Missing that window by even a day means you forfeit the entire bonus. Given that welcome offers routinely range from 60,000 to 100,000+ points, worth $600 to $2,000 or more in travel, this is not a small mistake.
The fix: before applying for any new card, confirm you have enough natural spending (or planned large purchases) to hit the minimum within the timeframe. This is also why timing applications around a big upcoming expense, a home repair, a vacation, or a tax bill you can pay with a card, can dramatically accelerate your points earning.
11. Skipping Travel Insurance for High-Stakes or International Trips
Your credit card's travel protection is good. It isn't always enough. For longer international trips, adventure travel, trips to remote destinations, or any situation where a medical evacuation could be necessary, a standalone travel insurance policy is worth serious consideration.
Medical evacuation from a remote location can cost $50,000 to $200,000. Most credit card policies have caps and exclusions that leave significant gaps. Cancel For Any Reason (CFAR) coverage, which lets you cancel and recover 50 to 75 percent of your trip cost for literally any reason, isn't available through any credit card program.
The cost of a comprehensive travel insurance policy for a two-week international trip typically runs $150 to $400 depending on trip cost, age, and destination. For many trips, that's a rounding error compared to the exposure you're carrying without it.
12. Redeeming Points for Cash Back or Gift Cards
This one is painful to watch. Points programs almost universally offer the option to redeem your points for cash back, statement credits, or gift cards. The rates are terrible, typically 0.5 to 1 cent per point, compared to the 2 to 5 cents you can get from smart award redemptions.
Redeeming 50,000 Chase Ultimate Rewards points for $500 in cash back (at 1 cent per point) is technically fine. Using those same 50,000 points to transfer to Hyatt and book two or three nights at a Category 4 or 5 property worth $300 to $400 per night is dramatically better.
Cash redemptions make sense if you're carrying high-interest credit card debt or if you genuinely have no travel plans in the foreseeable future. For everyone else, cash back is the lowest-value exit for your points.
13. Overlooking Status Benefits You're Already Entitled To
If you carry a premium travel card, like a Chase Sapphire Reserve, an Amex Platinum, or a Capital One Venture X, you likely have lounge access, travel credits, hotel status, and rental car perks you've never used. These are benefits you're paying for through your annual fee, and not using them is leaving value behind.

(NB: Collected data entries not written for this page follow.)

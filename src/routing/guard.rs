use serde::Serialize;

use super::table::{Access, RouteDescriptor};
use crate::auth::Credentials;
use crate::config;

/// Outcome of a navigation check. A redirect is normal control flow: the
/// router abandons the attempt and starts over at the target.
#[derive(Debug, Clone, PartialEq, Eq, Serialize)]
#[serde(tag = "decision", content = "target", rename_all = "camelCase")]
pub enum Decision {
    Allow,
    RedirectTo(String),
}

impl Decision {
    pub fn is_allowed(&self) -> bool {
        matches!(self, Decision::Allow)
    }
}

/// Fallback routes used by the guard
#[derive(Debug, Clone, PartialEq, Eq)]
pub struct RedirectTargets {
    pub login: String,
    pub default: String,
}

impl Default for RedirectTargets {
    fn default() -> Self {
        let routes = &config::config().routes;
        Self {
            login: routes.login_path.clone(),
            default: routes.default_path.clone(),
        }
    }
}

/// Decide whether `credentials` may enter `route`, using the configured
/// login and default routes as redirect targets
pub fn authorize(route: &RouteDescriptor, credentials: &Credentials) -> Decision {
    authorize_with(route, credentials, &RedirectTargets::default())
}

/// Two-tier check: first "is there a token at all", then "does the role
/// satisfy this route's allow-list". Never touches the network.
pub fn authorize_with(route: &RouteDescriptor, credentials: &Credentials, targets: &RedirectTargets) -> Decision {
    match &route.access {
        Access::Public => Decision::Allow,
        _ if !credentials.is_authenticated() => Decision::RedirectTo(targets.login.clone()),
        Access::Authenticated => Decision::Allow,
        Access::Roles(allowed) => match credentials.role {
            Some(role) if allowed.contains(&role) => Decision::Allow,
            _ => Decision::RedirectTo(targets.default.clone()),
        },
    }
}
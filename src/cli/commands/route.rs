use std::path::PathBuf;

use clap::Subcommand;
use serde_json::json;

use crate::cli::config::{load_route_table, open_session};
use crate::cli::utils::output_table;
use crate::cli::OutputFormat;
use crate::error::ConsoleError;
use crate::routing::{Access, Decision, Navigator, RouteDescriptor};

#[derive(Subcommand)]
pub enum RouteCommands {
    #[command(about = "Check whether the stored session may open a path")]
    Check {
        #[arg(help = "Path, e.g. /units")]
        path: String,
        #[arg(long, help = "Follow redirects to the final page")]
        follow: bool,
        #[arg(long, help = "YAML route table to use instead of the built-in one")]
        routes: Option<PathBuf>,
    },

    #[command(about = "Print the route table")]
    Table {
        #[arg(long, help = "YAML route table to use instead of the built-in one")]
        routes: Option<PathBuf>,
    },
}

pub fn handle(cmd: RouteCommands, output_format: OutputFormat) -> anyhow::Result<()> {
    match cmd {
        RouteCommands::Check { path, follow, routes } => {
            let table = load_route_table(routes.as_deref())?;
            let credentials = open_session()?.credentials().map_err(ConsoleError::from)?;
            let navigator = Navigator::new(&table);

            if follow {
                let navigation = navigator.navigate(&path, &credentials).map_err(ConsoleError::from)?;
                match output_format {
                    OutputFormat::Json => println!("{}", serde_json::to_string_pretty(&navigation)?),
                    OutputFormat::Text => {
                        for hop in &navigation.redirects {
                            println!("→ redirected to {}", hop);
                        }
                        println!("Opened {}", navigation.resolved);
                    }
                }
                return Ok(());
            }

            let decision = navigator.check(&path, &credentials).map_err(ConsoleError::from)?;
            match output_format {
                OutputFormat::Json => println!(
                    "{}",
                    serde_json::to_string_pretty(&json!({ "path": path, "result": decision }))?
                ),
                OutputFormat::Text => match decision {
                    Decision::Allow => println!("Allow {}", path),
                    Decision::RedirectTo(target) => println!("Redirect {} → {}", path, target),
                },
            }
            Ok(())
        }
        RouteCommands::Table { routes } => {
            let table = load_route_table(routes.as_deref())?;
            let rows: Vec<Vec<String>> = table.routes().iter().map(route_row).collect();
            output_table(
                &output_format,
                "routes",
                serde_json::to_value(table.routes())?,
                &["Path", "Access", "Menu"],
                &rows,
            )
        }
    }
}

/// Print the sidebar links the stored role may see
pub fn handle_nav(output_format: OutputFormat) -> anyhow::Result<()> {
    let table = load_route_table(None)?;
    let credentials = open_session()?.credentials().map_err(ConsoleError::from)?;
    let links = table.visible_links(credentials.role);

    let rows: Vec<Vec<String>> = links
        .iter()
        .map(|r| vec![r.label_key.clone().unwrap_or_default(), r.path.clone()])
        .collect();
    output_table(&output_format, "links", serde_json::to_value(&links)?, &["Label", "Path"], &rows)
}

fn route_row(route: &RouteDescriptor) -> Vec<String> {
    let access = match &route.access {
        Access::Public => "public".to_string(),
        Access::Authenticated => "any".to_string(),
        Access::Roles(roles) => roles.iter().map(|r| r.as_str()).collect::<Vec<_>>().join(","),
    };
    vec![route.path.clone(), access, if route.menu { "yes" } else { "" }.to_string()]
}
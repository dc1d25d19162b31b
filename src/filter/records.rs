use std::borrow::Cow;
use std::collections::HashMap;

use rust_decimal::Decimal;

use super::filter_fields::{field, FieldAccessors};
use super::filter_order::{SortKeys, SortValue};
use crate::types::{Invite, Lease, MaintenanceRequest, Tenant, Unit};

/// Record types with a standard mapping onto the filter's logical fields
pub trait Filterable: Sized {
    fn accessors() -> FieldAccessors<Self>;
}

/// Record types with named sortable columns
pub trait Sortable: Sized {
    fn sort_keys() -> SortKeys<Self>;
}

// Units: search property name and address, category is the unit type
impl Filterable for Unit {
    fn accessors() -> FieldAccessors<Self> {
        FieldAccessors::new()
            .text("propertyName", |u: &Unit| field(&u.property_name))
            .text("address", |u: &Unit| field(&u.address))
            .category(|u: &Unit| field(&u.unit_type))
            .status(|u: &Unit| Some(Cow::Borrowed(u.status.as_str())))
            .scope(|u: &Unit| field(&u.id))
    }
}

impl Filterable for MaintenanceRequest {
    fn accessors() -> FieldAccessors<Self> {
        FieldAccessors::new()
            .text("title", |m: &MaintenanceRequest| field(&m.title))
            .status(|m: &MaintenanceRequest| field(&m.status))
            .scope(|m: &MaintenanceRequest| field(&m.unit_id))
    }
}

impl Filterable for Invite {
    fn accessors() -> FieldAccessors<Self> {
        FieldAccessors::new()
            .text("email", |i: &Invite| field(&i.email))
            .category(|i: &Invite| field(&i.role))
            .status(|i: &Invite| field(&i.status))
    }
}

impl Filterable for Tenant {
    fn accessors() -> FieldAccessors<Self> {
        FieldAccessors::new()
            .text("displayName", |t: &Tenant| field(&t.display_name))
            .text("email", |t: &Tenant| field(&t.email))
            .category(|t: &Tenant| field(&t.role))
    }
}

/// Lease accessors resolving the searched tenant name through `tenants`.
/// Leases whose tenant is unknown have no searchable text.
pub fn lease_accessors(tenants: &[Tenant]) -> FieldAccessors<Lease> {
    let names: HashMap<String, String> = tenants
        .iter()
        .map(|t| (t.id.clone(), t.label().to_string()))
        .collect();

    FieldAccessors::new()
        .text("tenant", move |l: &Lease| {
            names
                .get(&l.tenant_user_id)
                .filter(|name| !name.is_empty())
                .map(|name| Cow::Owned(name.clone()))
        })
        .status(|l: &Lease| field(&l.status))
        .scope(|l: &Lease| field(&l.unit_id))
}

/// Parse a display amount such as "$6,760" into a number
pub fn parse_amount(display: &str) -> Option<Decimal> {
    let digits: String = display
        .chars()
        .filter(|c| c.is_ascii_digit() || *c == '.' || *c == '-')
        .collect();
    digits.parse().ok()
}

fn text(value: &str) -> Option<SortValue<'_>> {
    Some(SortValue::Text(Cow::Borrowed(value)))
}

impl Sortable for Unit {
    fn sort_keys() -> SortKeys<Self> {
        SortKeys::new()
            .key("propertyName", |u: &Unit| text(&u.property_name))
            .key("address", |u: &Unit| text(&u.address))
            .key("unitNumber", |u: &Unit| text(&u.unit_number))
            .key("unitType", |u: &Unit| text(&u.unit_type))
            .key("status", |u: &Unit| text(u.status.as_str()))
            .key("tenantName", |u: &Unit| u.tenant_name.as_deref().and_then(text))
            .key("marketRent", |u: &Unit| parse_amount(&u.market_rent).map(SortValue::Number))
    }
}

impl Sortable for Lease {
    fn sort_keys() -> SortKeys<Self> {
        SortKeys::new()
            .key("startDate", |l: &Lease| text(&l.start_date))
            .key("endDate", |l: &Lease| text(&l.end_date))
            .key("monthlyRent", |l: &Lease| Some(SortValue::Number(l.monthly_rent)))
            .key("status", |l: &Lease| text(&l.status))
    }
}

impl Sortable for MaintenanceRequest {
    fn sort_keys() -> SortKeys<Self> {
        SortKeys::new()
            .key("title", |m: &MaintenanceRequest| text(&m.title))
            .key("status", |m: &MaintenanceRequest| text(&m.status))
            .key("unitId", |m: &MaintenanceRequest| text(&m.unit_id))
    }
}

impl Sortable for Invite {
    fn sort_keys() -> SortKeys<Self> {
        SortKeys::new()
            .key("email", |i: &Invite| text(&i.email))
            .key("role", |i: &Invite| text(&i.role))
            .key("status", |i: &Invite| text(&i.status))
            .key("expiresAt", |i: &Invite| Some(SortValue::Time(i.expires_at)))
    }
}

impl Sortable for Tenant {
    fn sort_keys() -> SortKeys<Self> {
        SortKeys::new()
            .key("displayName", |t: &Tenant| text(&t.display_name))
            .key("email", |t: &Tenant| text(&t.email))
            .key("role", |t: &Tenant| text(&t.role))
    }
}

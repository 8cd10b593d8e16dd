//! Summary numbers for a finished packing.

use crate::wagon::Wagon;
use serde::{Deserialize, Serialize};

/// Aggregate view of one packing run.
#[derive(Debug, Clone, Copy, PartialEq, Eq, Default, Serialize, Deserialize)]
pub struct PackingStats {
    /// Animals loaded.
    pub animals: usize,
    /// Wagons in the train.
    pub wagons: usize,
    /// Wagons opened in relaxed mode.
    pub relaxed_wagons: usize,
    /// Sum of all animal weights.
    pub total_weight: u64,
    /// Capacity points left empty across all wagons.
    pub wasted_capacity: u64,
    /// Fewest wagons any packing could use, ignoring predation.
    pub lower_bound: usize,
    /// Capacity per wagon the numbers were computed against.
    pub wagon_capacity: u32,
}

impl PackingStats {
    pub fn from_wagons(wagons: &[Wagon], wagon_capacity: u32) -> Self {
        // u64 so sums over wagons of any valid capacity cannot overflow.
        let total_weight: u64 = wagons.iter().map(|w| u64::from(w.used_capacity())).sum();
        let lower_bound = if wagon_capacity == 0 {
            0
        } else {
            total_weight.div_ceil(u64::from(wagon_capacity)) as usize
        };

        Self {
            animals: wagons.iter().map(Wagon::len).sum(),
            wagons: wagons.len(),
            relaxed_wagons: wagons.iter().filter(|w| w.is_relaxed()).count(),
            total_weight,
            wasted_capacity: wagons
                .iter()
                .map(|w| u64::from(w.remaining_capacity(wagon_capacity)))
                .sum(),
            lower_bound,
            wagon_capacity,
        }
    }

    /// Share of the train's capacity that is occupied (0.0 for no wagons).
    pub fn fill_ratio(&self) -> f64 {
        let total = self.total_capacity();
        if total == 0 {
            return 0.0;
        }
        self.total_weight as f64 / total as f64
    }

    /// Capacity points across the whole train.
    pub fn total_capacity(&self) -> u64 {
        self.wagons as u64 * u64::from(self.wagon_capacity)
    }

    /// Wagons used beyond the capacity-only lower bound.
    pub fn excess_wagons(&self) -> usize {
        self.wagons.saturating_sub(self.lower_bound)
    }
}

impl std::fmt::Display for PackingStats {
    fn fmt(&self, f: &mut std::fmt::Formatter<'_>) -> std::fmt::Result {
        write!(
            f,
            "{} animals in {} wagons ({} relaxed), {}/{} points used, lower bound {}",
            self.animals,
            self.wagons,
            self.relaxed_wagons,
            self.total_weight,
            self.total_capacity(),
            self.lower_bound
        )
    }
}
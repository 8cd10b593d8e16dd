//! Invariant audit for a finished packing.
//!
//! Re-checks a train against its input batch: capacity, predation safety,
//! relaxed-wagon budget, and that every animal boarded exactly once. Works on
//! any wagon list, not just the packer's output, so hand-built or
//! deserialized trains can be verified too.

use crate::animal::Animal;
use crate::packer::PackerConfig;
use crate::safety::is_safe;
use crate::wagon::Wagon;
use serde::{Deserialize, Serialize};
use std::collections::HashMap;

/// One broken invariant.
#[derive(Debug, Clone, PartialEq, Eq, Serialize, Deserialize)]
#[serde(tag = "kind", rename_all = "snake_case")]
pub enum Violation {
    /// Wagon load exceeds capacity.
    OverCapacity {
        wagon: usize,
        used: u32,
        capacity: u32,
    },
    /// Occupant would not have been admitted by the animals boarded before it.
    UnsafeOccupant {
        wagon: usize,
        position: usize,
        animal: Animal,
    },
    /// More relaxed wagons than one run may open.
    RelaxedBudgetExceeded { relaxed: usize, max: u32 },
    /// Input animals that are not in any wagon.
    MissingAnimals { animal: Animal, count: usize },
    /// Wagon occupants that were not in the input (or appear too often).
    UnexpectedAnimals { animal: Animal, count: usize },
}

impl std::fmt::Display for Violation {
    fn fmt(&self, f: &mut std::fmt::Formatter<'_>) -> std::fmt::Result {
        match self {
            Self::OverCapacity {
                wagon,
                used,
                capacity,
            } => write!(f, "wagon {} over capacity ({}/{})", wagon, used, capacity),
            Self::UnsafeOccupant {
                wagon,
                position,
                animal,
            } => write!(
                f,
                "wagon {} occupant {} ({}) is not predation-safe",
                wagon, position, animal
            ),
            Self::RelaxedBudgetExceeded { relaxed, max } => {
                write!(f, "{} relaxed wagons exceed budget of {}", relaxed, max)
            }
            Self::MissingAnimals { animal, count } => {
                write!(f, "{} x {} never boarded", count, animal)
            }
            Self::UnexpectedAnimals { animal, count } => {
                write!(f, "{} x {} boarded but not in input", count, animal)
            }
        }
    }
}

/// Result of auditing one train.
#[derive(Debug, Clone, Default, PartialEq, Eq, Serialize, Deserialize)]
pub struct AuditReport {
    pub wagons_checked: usize,
    pub violations: Vec<Violation>,
}

impl AuditReport {
    pub fn is_clean(&self) -> bool {
        self.violations.is_empty()
    }
}

/// Audit `wagons` as a packing of `input` under `config`.
///
/// Safety is replayed in insertion order: occupant `k` must be admissible to
/// a wagon of the same mode holding occupants `0..k`.
pub fn audit(input: &[Animal], wagons: &[Wagon], config: &PackerConfig) -> AuditReport {
    let mut violations = Vec::new();

    for (index, wagon) in wagons.iter().enumerate() {
        let used = wagon.used_capacity();
        if used > config.wagon_capacity {
            violations.push(Violation::OverCapacity {
                wagon: index,
                used,
                capacity: config.wagon_capacity,
            });
        }

        for (position, animal) in wagon.occupants().iter().enumerate() {
            if !is_safe(&wagon.prefix(position), animal) {
                violations.push(Violation::UnsafeOccupant {
                    wagon: index,
                    position,
                    animal: *animal,
                });
            }
        }
    }

    let relaxed = wagons.iter().filter(|w| w.is_relaxed()).count();
    if relaxed > config.max_relaxed as usize {
        violations.push(Violation::RelaxedBudgetExceeded {
            relaxed,
            max: config.max_relaxed,
        });
    }

    violations.extend(completeness(input, wagons));

    AuditReport {
        wagons_checked: wagons.len(),
        violations,
    }
}

/// Multiset difference between input and boarded animals, in first-seen
/// input order so reports are deterministic.
fn completeness(input: &[Animal], wagons: &[Wagon]) -> Vec<Violation> {
    let mut balance: HashMap<Animal, i64> = HashMap::new();
    let mut order: Vec<Animal> = Vec::new();

    let boarded = wagons.iter().flat_map(|w| w.occupants().iter());
    for (animal, delta) in input
        .iter()
        .map(|a| (a, 1))
        .chain(boarded.map(|a| (a, -1)))
    {
        let entry = balance.entry(*animal).or_insert_with(|| {
            order.push(*animal);
            0
        });
        *entry += delta;
    }

    order
        .into_iter()
        .filter_map(|animal| match balance[&animal] {
            0 => None,
            n if n > 0 => Some(Violation::MissingAnimals {
                animal,
                count: n as usize,
            }),
            n => Some(Violation::UnexpectedAnimals {
                animal,
                count: n.unsigned_abs() as usize,
            }),
        })
        .collect()
}

#[cfg(test)]
mod tests {
    use super::*;
    use crate::animal::Size::{Large, Medium, Small};
    use crate::packer::Packer;

    fn c(size: crate::animal::Size) -> Animal {
        Animal::carnivore(size)
    }

    fn h(size: crate::animal::Size) -> Animal {
        Animal::herbivore(size)
    }

    #[test]
    fn test_packer_output_is_clean() {
        let input = [c(Large), c(Medium), h(Large), h(Medium), h(Small)];
        let wagons = Packer::default().pack(&input);
        let report = audit(&input, &wagons, &PackerConfig::default());
        assert!(report.is_clean(), "{:?}", report.violations);
        assert_eq!(report.wagons_checked, wagons.len());
    }

    #[test]
    fn test_missing_animal_detected() {
        let input = [h(Large), h(Small)];
        let wagons = Packer::default().pack(&[h(Large)]);
        let report = audit(&input, &wagons, &PackerConfig::default());
        assert_eq!(
            report.violations,
            vec![Violation::MissingAnimals {
                animal: h(Small),
                count: 1
            }]
        );
    }

    #[test]
    fn test_unexpected_animal_detected() {
        let wagons = Packer::default().pack(&[h(Large), h(Large)]);
        let report = audit(&[h(Large)], &wagons, &PackerConfig::default());
        assert_eq!(
            report.violations,
            vec![Violation::UnexpectedAnimals {
                animal: h(Large),
                count: 1
            }]
        );
    }

    #[test]
    fn test_over_capacity_against_tighter_config() {
        let input = [h(Large), h(Large)];
        let wagons = Packer::default().pack(&input);
        let tight = PackerConfig {
            wagon_capacity: 8,
            max_relaxed: 4,
        };
        let report = audit(&input, &wagons, &tight);
        assert_eq!(
            report.violations,
            vec![Violation::OverCapacity {
                wagon: 0,
                used: 10,
                capacity: 8
            }]
        );
    }

    #[test]
    fn test_relaxed_budget_exceeded() {
        let wagons: Vec<Wagon> = (0..5)
            .map(|_| {
                let mut w = Wagon::relaxed();
                w.try_insert(c(Small), 10);
                w
            })
            .collect();
        let input = [c(Small); 5];
        let report = audit(&input, &wagons, &PackerConfig::default());
        assert_eq!(
            report.violations,
            vec![Violation::RelaxedBudgetExceeded { relaxed: 5, max: 4 }]
        );
    }

    #[test]
    fn test_relaxed_pair_checked_under_relaxed_rules() {
        let mut wagon = Wagon::relaxed();
        assert!(wagon.try_insert(c(Medium), 10));
        assert!(wagon.try_insert(h(Medium), 10));
        let report = audit(&[c(Medium), h(Medium)], &[wagon], &PackerConfig::default());
        assert!(report.is_clean());
    }

    #[test]
    fn test_unsafe_occupant_detected() {
        // A relaxed pair relabelled as a normal wagon breaks normal-mode safety.
        let forged = Wagon::unchecked(false, vec![c(Medium), h(Medium)]);

        let report = audit(&[c(Medium), h(Medium)], &[forged], &PackerConfig::default());
        assert_eq!(
            report.violations,
            vec![Violation::UnsafeOccupant {
                wagon: 0,
                position: 1,
                animal: h(Medium)
            }]
        );
        assert!(report.violations[0].to_string().contains("not predation-safe"));
    }

    #[test]
    fn test_overloaded_unsafe_wagon_reports_every_violation() {
        let input = [c(Large), h(Small), h(Large), h(Large)];
        let forged = Wagon::unchecked(false, input.to_vec());

        let report = audit(&input, &[forged], &PackerConfig::default());
        assert_eq!(
            report.violations[0],
            Violation::OverCapacity {
                wagon: 0,
                used: 16,
                capacity: 10
            }
        );
        let unsafe_positions: Vec<usize> = report
            .violations
            .iter()
            .filter_map(|v| match v {
                Violation::UnsafeOccupant { position, .. } => Some(*position),
                _ => None,
            })
            .collect();
        assert_eq!(unsafe_positions, vec![1, 2, 3]);
    }
}
//! Train reports for stdout.

use packing::{AuditReport, PackingStats, RejectedRecord, Wagon};
use serde_json::json;
use std::fmt::Write;

/// Human-readable report: one line per wagon, then a summary.
pub fn render_text(
    wagons: &[Wagon],
    stats: &PackingStats,
    rejected: &[RejectedRecord],
    audit: Option<&AuditReport>,
) -> String {
    let mut out = String::new();

    for (i, wagon) in wagons.iter().enumerate() {
        let mode = if wagon.is_relaxed() {
            "relaxed"
        } else {
            "normal"
        };
        let occupants = wagon
            .occupants()
            .iter()
            .map(ToString::to_string)
            .collect::<Vec<_>>()
            .join(", ");
        let _ = writeln!(
            out,
            "Wagon {} [{}] {}/{}: {}",
            i + 1,
            mode,
            wagon.used_capacity(),
            stats.wagon_capacity,
            occupants
        );
    }

    let _ = writeln!(out, "{}", stats);

    for r in rejected {
        let _ = writeln!(
            out,
            "Skipped record #{} ({:?} {:?}): {}",
            r.index, r.record.diet, r.record.size, r.error
        );
    }

    if let Some(report) = audit {
        if report.is_clean() {
            let _ = writeln!(out, "Audit: clean ({} wagons)", report.wagons_checked);
        } else {
            for violation in &report.violations {
                let _ = writeln!(out, "Audit violation: {}", violation);
            }
        }
    }

    out
}

/// Machine-readable report.
pub fn render_json(
    wagons: &[Wagon],
    stats: &PackingStats,
    rejected: &[RejectedRecord],
    audit: Option<&AuditReport>,
) -> serde_json::Value {
    let wagons: Vec<serde_json::Value> = wagons
        .iter()
        .map(|w| {
            json!({
                "relaxed": w.is_relaxed(),
                "used_capacity": w.used_capacity(),
                "animals": w.occupants(),
            })
        })
        .collect();

    json!({
        "wagons": wagons,
        "stats": stats,
        "rejected": rejected,
        "audit": audit,
    })
}

#[cfg(test)]
mod tests {
    use super::*;
    use packing::{pack, Animal, AnimalError, AnimalRecord, Size};

    fn sample() -> (Vec<Wagon>, PackingStats) {
        let wagons = pack(&[
            Animal::carnivore(Size::Large),
            Animal::carnivore(Size::Medium),
            Animal::herbivore(Size::Large),
        ]);
        let stats = PackingStats::from_wagons(&wagons, 10);
        (wagons, stats)
    }

    #[test]
    fn test_render_text() {
        let (wagons, stats) = sample();
        let text = render_text(&wagons, &stats, &[], None);
        let lines: Vec<&str> = text.lines().collect();
        assert_eq!(
            lines[0],
            "Wagon 1 [normal] 8/10: large carnivore, medium carnivore"
        );
        assert_eq!(lines[1], "Wagon 2 [normal] 5/10: large herbivore");
        assert!(lines[2].starts_with("3 animals in 2 wagons"));
        assert!(!text.contains("Audit"));
    }

    #[test]
    fn test_render_text_rejects_and_audit() {
        let (wagons, stats) = sample();
        let rejected = vec![RejectedRecord {
            index: 2,
            record: AnimalRecord::new("plant", "small"),
            error: AnimalError::UnknownDiet {
                value: "plant".into(),
            },
        }];
        let audit = AuditReport {
            wagons_checked: 2,
            violations: vec![],
        };
        let text = render_text(&wagons, &stats, &rejected, Some(&audit));
        assert!(text.contains("Skipped record #2 (\"plant\" \"small\"): unknown diet"));
        assert!(text.contains("Audit: clean (2 wagons)"));
    }

    #[test]
    fn test_render_json() {
        let (wagons, stats) = sample();
        let value = render_json(&wagons, &stats, &[], None);
        assert_eq!(value["wagons"].as_array().unwrap().len(), 2);
        assert_eq!(value["wagons"][0]["used_capacity"], 8);
        assert_eq!(value["wagons"][0]["relaxed"], false);
        assert_eq!(value["wagons"][0]["animals"][0]["diet"], "carnivore");
        assert_eq!(value["stats"]["animals"], 3);
        assert!(value["audit"].is_null());
    }
}
use anyhow::Result;
use circus_train::{load_records, run, OutputFormat, TrainConfig};
use clap::Parser;
use std::path::PathBuf;
use tracing::info;

/// Pack a manifest of circus animals into predation-safe wagons.
#[derive(Parser, Debug)]
#[command(author, version, about, long_about = None)]
struct Args {
    /// Animal manifest (.json, .toml, or one `<diet> <size>` per line)
    input: PathBuf,

    /// TOML config file (overridden by TRAIN_* env vars and flags)
    #[arg(long)]
    config: Option<PathBuf>,

    /// Report format: text or json
    #[arg(long)]
    format: Option<OutputFormat>,

    /// Reject the manifest if any record is malformed
    #[arg(long, default_value_t = false)]
    strict: bool,

    /// Wagon capacity in points (overrides TRAIN_WAGON_CAPACITY)
    #[arg(long)]
    capacity: Option<u32>,

    /// Relaxed wagons allowed per run (overrides TRAIN_MAX_RELAXED)
    #[arg(long)]
    max_relaxed: Option<u32>,

    /// Audit the packed train and exit non-zero on violations
    #[arg(long, default_value_t = false)]
    audit: bool,
}

fn main() -> Result<()> {
    let args = Args::parse();

    tracing_subscriber::fmt()
        .with_env_filter(
            tracing_subscriber::EnvFilter::try_from_default_env()
                .unwrap_or_else(|_| "info".into()),
        )
        .with_writer(std::io::stderr)
        .init();

    let mut config = match &args.config {
        Some(path) => TrainConfig::from_file(path)?,
        None => TrainConfig::default(),
    };
    config.apply_env();
    if let Some(format) = args.format {
        config.output = format;
    }
    if let Some(capacity) = args.capacity {
        config.wagon_capacity = capacity;
    }
    if let Some(max_relaxed) = args.max_relaxed {
        config.max_relaxed = max_relaxed;
    }
    config.strict |= args.strict;

    info!(
        input = %args.input.display(),
        capacity = config.wagon_capacity,
        max_relaxed = config.max_relaxed,
        strict = config.strict,
        "Circus train starting"
    );

    let records = load_records(&args.input)?;
    let train = run(&config, &records, args.audit)?;
    print!("{}", train.render(config.output)?);

    if !train.passed_audit() {
        anyhow::bail!("Packed train failed its audit");
    }
    Ok(())
}
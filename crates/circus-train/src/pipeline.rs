//! Validate → pack → audit, driven by a [`TrainConfig`].

use crate::config::{OutputFormat, TrainConfig};
use crate::render::{render_json, render_text};
use anyhow::{Context, Result};
use packing::{
    audit, partition_records, validate_batch, AnimalRecord, AuditReport, Packer, PackingOutcome,
    RejectedRecord,
};
use tracing::{info, warn};

/// Everything one run produced.
#[derive(Debug, Clone)]
pub struct TrainRun {
    pub outcome: PackingOutcome,
    /// Records skipped in lenient mode (always empty in strict mode).
    pub rejected: Vec<RejectedRecord>,
    /// Present when the audit was requested.
    pub audit: Option<AuditReport>,
}

impl TrainRun {
    /// Report in the configured format.
    pub fn render(&self, format: OutputFormat) -> Result<String> {
        let stats = &self.outcome.stats;
        match format {
            OutputFormat::Text => Ok(render_text(
                &self.outcome.wagons,
                stats,
                &self.rejected,
                self.audit.as_ref(),
            )),
            OutputFormat::Json => {
                let value = render_json(
                    &self.outcome.wagons,
                    stats,
                    &self.rejected,
                    self.audit.as_ref(),
                );
                serde_json::to_string_pretty(&value).context("Failed to serialize report")
            }
        }
    }

    /// False only when an audit ran and found violations.
    pub fn passed_audit(&self) -> bool {
        self.audit.as_ref().is_none_or(AuditReport::is_clean)
    }
}

/// Run the whole pipeline over raw records.
pub fn run(config: &TrainConfig, records: &[AnimalRecord], with_audit: bool) -> Result<TrainRun> {
    let packer = Packer::new(config.packer_config()).context("Invalid packer configuration")?;

    let (animals, rejected) = if config.strict {
        let animals = validate_batch(records).context("Manifest rejected")?;
        (animals, Vec::new())
    } else {
        let (animals, rejected) = partition_records(records);
        for r in &rejected {
            warn!(index = r.index, error = %r.error, "Skipping malformed animal record");
        }
        (animals, rejected)
    };

    let outcome = packer.pack_with_stats(&animals);
    info!(
        animals = outcome.stats.animals,
        wagons = outcome.stats.wagons,
        lower_bound = outcome.stats.lower_bound,
        skipped = rejected.len(),
        "Train assembled"
    );

    let audit_report = with_audit.then(|| {
        let report = audit(&animals, &outcome.wagons, packer.config());
        for violation in &report.violations {
            warn!(%violation, "Audit violation");
        }
        report
    });

    Ok(TrainRun {
        outcome,
        rejected,
        audit: audit_report,
    })
}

The Amex Platinum, for example, provides Marriott Bonvoy Gold status and Hilton Honors Gold status as a cardholder benefit, as of May 2026. That's complimentary upgrades, free breakfast at many Hilton properties, and bonus points on stays. Activating takes two minutes. Most cardholders never do it.
The same goes for Priority Pass lounge membership included with several premium cards. If you're sitting in a crowded terminal buying an $18 sandwich when you could be in a lounge with free food and a comfortable seat, that's a real and recurring cost.
Take an afternoon and read your card's current benefits guide. Not the guide from when you signed up; programs update their benefits, and what your card offers today may be different from what it offered two years ago.
The Bottom Line
The points and miles game isn't complicated, but it rewards people who pay attention to the details. Most of these 13 mistakes share the same root cause: assuming things will work out without verifying the rules in advance.
The good news is every one of them is avoidable with a little planning. Set expiration reminders. Confirm award space before transferring. Read your card's benefits guide. Know which partners give you the best value before you move points. Build these habits once, and you'll protect thousands of dollars in travel value for every trip you take. If you're ready to go deeper on getting more out of what you already have, Roame Travel and Point.Me are two of the better tools for finding high-value award redemptions in 2026.